[Saved data entries]
▼
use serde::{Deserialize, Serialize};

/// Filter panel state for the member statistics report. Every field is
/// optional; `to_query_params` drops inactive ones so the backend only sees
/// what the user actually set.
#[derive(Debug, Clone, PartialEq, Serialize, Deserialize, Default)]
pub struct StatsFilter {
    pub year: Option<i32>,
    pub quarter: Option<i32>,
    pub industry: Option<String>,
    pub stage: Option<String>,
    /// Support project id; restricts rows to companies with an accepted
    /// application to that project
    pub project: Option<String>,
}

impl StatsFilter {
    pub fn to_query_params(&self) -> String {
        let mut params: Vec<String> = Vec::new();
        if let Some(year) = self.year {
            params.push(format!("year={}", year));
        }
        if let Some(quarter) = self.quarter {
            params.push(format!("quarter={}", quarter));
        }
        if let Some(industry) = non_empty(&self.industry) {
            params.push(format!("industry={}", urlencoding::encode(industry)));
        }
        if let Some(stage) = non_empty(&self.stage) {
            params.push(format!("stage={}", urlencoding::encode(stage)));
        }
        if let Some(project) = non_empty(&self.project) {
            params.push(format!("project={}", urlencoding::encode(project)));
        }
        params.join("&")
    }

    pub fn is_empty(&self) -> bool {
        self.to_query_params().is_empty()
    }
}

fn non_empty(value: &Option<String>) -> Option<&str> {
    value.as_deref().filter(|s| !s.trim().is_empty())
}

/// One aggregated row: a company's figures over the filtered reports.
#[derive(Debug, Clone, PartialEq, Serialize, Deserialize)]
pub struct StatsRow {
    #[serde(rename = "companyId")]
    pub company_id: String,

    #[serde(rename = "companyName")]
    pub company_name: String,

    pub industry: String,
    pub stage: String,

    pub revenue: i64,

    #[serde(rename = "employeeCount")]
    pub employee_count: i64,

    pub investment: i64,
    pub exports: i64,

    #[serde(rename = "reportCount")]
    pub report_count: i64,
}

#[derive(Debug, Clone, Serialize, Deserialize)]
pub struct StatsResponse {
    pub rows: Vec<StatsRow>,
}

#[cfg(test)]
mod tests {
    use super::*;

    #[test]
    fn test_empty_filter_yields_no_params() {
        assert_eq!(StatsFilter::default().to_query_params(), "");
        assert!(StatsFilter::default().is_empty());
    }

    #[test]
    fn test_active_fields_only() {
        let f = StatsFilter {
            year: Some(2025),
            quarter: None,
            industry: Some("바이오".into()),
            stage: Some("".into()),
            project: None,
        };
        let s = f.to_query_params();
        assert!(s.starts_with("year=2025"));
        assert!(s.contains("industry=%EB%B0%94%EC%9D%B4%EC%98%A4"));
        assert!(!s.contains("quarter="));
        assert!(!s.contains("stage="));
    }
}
▲
▼
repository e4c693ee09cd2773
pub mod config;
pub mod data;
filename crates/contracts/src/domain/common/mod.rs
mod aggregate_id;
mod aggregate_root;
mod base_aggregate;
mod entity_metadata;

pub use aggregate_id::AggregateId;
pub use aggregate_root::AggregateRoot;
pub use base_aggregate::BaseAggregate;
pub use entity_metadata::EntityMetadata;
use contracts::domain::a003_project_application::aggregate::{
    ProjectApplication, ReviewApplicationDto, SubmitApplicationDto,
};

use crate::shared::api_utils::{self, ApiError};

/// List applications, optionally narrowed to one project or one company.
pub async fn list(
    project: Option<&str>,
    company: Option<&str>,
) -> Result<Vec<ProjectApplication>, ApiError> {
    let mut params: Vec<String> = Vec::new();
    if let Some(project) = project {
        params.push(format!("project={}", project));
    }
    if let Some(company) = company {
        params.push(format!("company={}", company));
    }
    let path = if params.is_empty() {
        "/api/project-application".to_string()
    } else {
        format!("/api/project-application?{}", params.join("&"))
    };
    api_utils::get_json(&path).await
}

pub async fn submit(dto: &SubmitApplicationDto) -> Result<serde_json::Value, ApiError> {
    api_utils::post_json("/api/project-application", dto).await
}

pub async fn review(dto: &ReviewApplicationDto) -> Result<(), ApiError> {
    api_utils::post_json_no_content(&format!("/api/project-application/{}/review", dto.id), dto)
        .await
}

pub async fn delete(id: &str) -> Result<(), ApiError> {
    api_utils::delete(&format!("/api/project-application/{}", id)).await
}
▲
• [PROBLEM STATEMENT]:
Copy every line of the records above that holds the word "Serialize".

• [WORKED SOLUTION]:
use serde::{Deserialize, Serialize};
#[derive(Debug, Clone, PartialEq, Serialize, Deserialize, Default)]
#[derive(Debug, Clone, PartialEq, Serialize, Deserialize)]
#[derive(Debug, Clone, Serialize, Deserialize)]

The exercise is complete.